Dr. Gruen was interviewed over 2 days in 2024 by filmmaker Jim Toth and the Downers Grove Historical Society who produced a film "Change: A Warming Warning", the film was premiered at the historic Tivoli Theater in Downers Grove om April 30, 2025. Dr. Gruen (age 102) was in attendance and warmly greeted by the audience.
== Personal life ==
Gruen's wife Dolores, a psychologist who received her Ph.D. from the University of Chicago, died on March 19, 2015, at the age of 90 and after 66 years of marriage. Gruen turned 100 in November 2022.

=== Memberships ===

Gruen was a visiting scientist at the invitation of Nobel laureate Glenn T. Seaborg at the Lawrence Berkeley Laboratory, a delegate to the United Nations Conference on Peaceful Uses of Atomic Energy, and a visiting professor at both the Norwegian Technical University and the Hebrew University. He was on the board of the Seaborg Institute for Transactinium Science and on visiting committees for the Lawrence Livermore Laboratory. He has been on the editorial boards of the Annual Review of Materials Science, the Journal of Applied Physics, and Applied Physics Letters.

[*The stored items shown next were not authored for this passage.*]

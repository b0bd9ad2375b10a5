//! Decoding of archive records (JSON-LD flavoured maps) into search results.

use serde::Serialize;
use serde_json::Value;
use tracing::warn;

use super::RawRecord;
use crate::media::{MediaKind, MediaRef, StreamFormat};
use crate::query::ResponseLanguage;

const STREAM_FIELDS: [(&str, StreamFormat); 3] = [
    ("stream_url_mp4", StreamFormat::Mp4),
    ("stream_url_hls", StreamFormat::Hls),
    ("audio_url", StreamFormat::Audio),
];

#[derive(Serialize, Clone, Debug, PartialEq, Eq)]
pub struct TextVariant {
    #[serde(skip_serializing_if = "Option::is_none")]
    pub lang: Option<String>,
    pub text: String,
}

/// A metadata value with its language variants, in archive order.
#[derive(Serialize, Clone, Debug, Default, PartialEq, Eq)]
#[serde(transparent)]
pub struct LocalizedText {
    pub variants: Vec<TextVariant>,
}

impl LocalizedText {
    pub fn from_value(value: &Value) -> Self {
        let mut variants = Vec::new();
        collect_variants(value, &mut variants);
        Self { variants }
    }

    pub fn first(&self) -> Option<&str> {
        self.variants.first().map(|v| v.text.as_str())
    }

    /// The variant tagged with `lang`, else the record's native (first) variant.
    pub fn pick(&self, lang: ResponseLanguage) -> Option<&str> {
        self.variants
            .iter()
            .find(|v| v.lang.as_deref().is_some_and(|tag| lang.matches_tag(tag)))
            .map(|v| v.text.as_str())
            .or_else(|| self.first())
    }
}

fn collect_variants(value: &Value, out: &mut Vec<TextVariant>) {
    match value {
        Value::String(s) => {
            if let Some(embedded) = parse_embedded(s) {
                collect_variants(&embedded, out);
            } else if !s.trim().is_empty() {
                out.push(TextVariant {
                    lang: None,
                    text: s.trim().to_string(),
                });
            }
        }
        Value::Number(n) => out.push(TextVariant {
            lang: None,
            text: n.to_string(),
        }),
        Value::Array(items) => items.iter().for_each(|item| collect_variants(item, out)),
        Value::Object(map) => {
            let text = match map.get("@value") {
                Some(Value::String(s)) => s.trim().to_string(),
                Some(Value::Number(n)) => n.to_string(),
                _ => return,
            };
            if !text.is_empty() {
                let lang = map
                    .get("@language")
                    .and_then(Value::as_str)
                    .map(str::to_string);
                out.push(TextVariant { lang, text });
            }
        }
        Value::Null | Value::Bool(_) => {}
    }
}

/// Some records carry `{'@value': ...}` serialized into a string with single quotes.
fn parse_embedded(s: &str) -> Option<Value> {
    let trimmed = s.trim();
    if !trimmed.starts_with('{') || !trimmed.contains("@value") {
        return None;
    }
    serde_json::from_str::<Value>(trimmed)
        .or_else(|_| serde_json::from_str::<Value>(&trimmed.replace('\'', "\"")))
        .ok()
        .filter(Value::is_object)
}

/// Value of `name`, matching either the bare key or the last segment of a
/// namespaced key such as `http://purl.org/dc/elements/1.1/title`.
pub(crate) fn field<'a>(record: &'a RawRecord, name: &str) -> Option<&'a Value> {
    record.get(name).or_else(|| {
        record
            .iter()
            .find(|(key, _)| {
                key.rsplit(['/', '#'])
                    .next()
                    .is_some_and(|last| last.eq_ignore_ascii_case(name))
            })
            .map(|(_, v)| v)
    })
}

pub(crate) fn field_text(record: &RawRecord, name: &str) -> Option<String> {
    field(record, name)
        .map(LocalizedText::from_value)
        .and_then(|t| t.first().map(str::to_string))
}

fn is_web_url(s: &str) -> bool {
    s.starts_with("http://") || s.starts_with("https://")
}

/// One hit from the search endpoint.
#[derive(Serialize, Clone, Debug)]
pub struct SearchResult {
    pub record_id: String,
    pub title: LocalizedText,
    #[serde(skip_serializing_if = "Option::is_none")]
    pub language: Option<String>,
    #[serde(skip)]
    pub raw_metadata: RawRecord,
    pub media_refs: Vec<MediaRef>,
}

impl SearchResult {
    /// Returns `None` for records without an identifier; nothing can be resolved for them.
    pub fn from_raw(raw: RawRecord, manifest_url: impl Fn(&str) -> String) -> Option<Self> {
        let Some(record_id) = field_text(&raw, "recordid").or_else(|| field_text(&raw, "id"))
        else {
            warn!("skipping archive record without an identifier");
            return None;
        };

        let title = field(&raw, "title")
            .map(LocalizedText::from_value)
            .unwrap_or_default();
        let language = field_text(&raw, "language");
        let media_refs = media_refs(&raw, &record_id, manifest_url);

        Some(Self {
            record_id,
            title,
            language,
            raw_metadata: raw,
            media_refs,
        })
    }

    pub fn metadata(&self, name: &str) -> LocalizedText {
        field(&self.raw_metadata, name)
            .map(LocalizedText::from_value)
            .unwrap_or_default()
    }

    /// Identifier used in item page URLs on the library website.
    pub fn page_id(&self) -> String {
        field_text(&self.raw_metadata, "id")
            .map(|id| id.rsplit('/').next().unwrap_or_default().to_string())
            .filter(|id| !id.is_empty())
            .unwrap_or_else(|| self.record_id.clone())
    }

    pub fn first_ref(&self, kind: MediaKind) -> Option<&MediaRef> {
        self.media_refs.iter().find(|r| r.kind == kind)
    }
}

fn media_refs(
    raw: &RawRecord,
    record_id: &str,
    manifest_url: impl Fn(&str) -> String,
) -> Vec<MediaRef> {
    let mut refs: Vec<MediaRef> = Vec::new();
    let mut push = |r: MediaRef| {
        if !refs.contains(&r) {
            refs.push(r);
        }
    };

    if let Some(thumbs) = field(raw, "thumbnail").map(LocalizedText::from_value) {
        for v in thumbs.variants.iter().filter(|v| is_web_url(&v.text)) {
            push(MediaRef::thumbnail(&v.text));
        }
    }

    let mut has_stream = false;
    for (name, format) in STREAM_FIELDS {
        if let Some(url) = field_text(raw, name).filter(|u| is_web_url(u)) {
            has_stream = true;
            push(MediaRef::stream(url, format));
        }
    }

    match field_text(raw, "manifest").filter(|u| is_web_url(u)) {
        Some(url) => push(MediaRef::manifest(url)),
        None if !has_stream => push(MediaRef::manifest(manifest_url(record_id))),
        None => {}
    }

    refs
}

Gruen is a frequently invited lecturer at national and international conferences and has been the organizer of numerous conferences and symposia. Gruen is the author or co- author of more than 350 publications and editor of several books and monographs. He holds approximately 30 U.S. patents. Among those that have been licensed are some in the nanocrystalline diamond film area and one concerning the use of intense ultraviolet laser radiation for the ablation of biological tissue. The process is used worldwide for the treatment of certain cardiovascular diseases.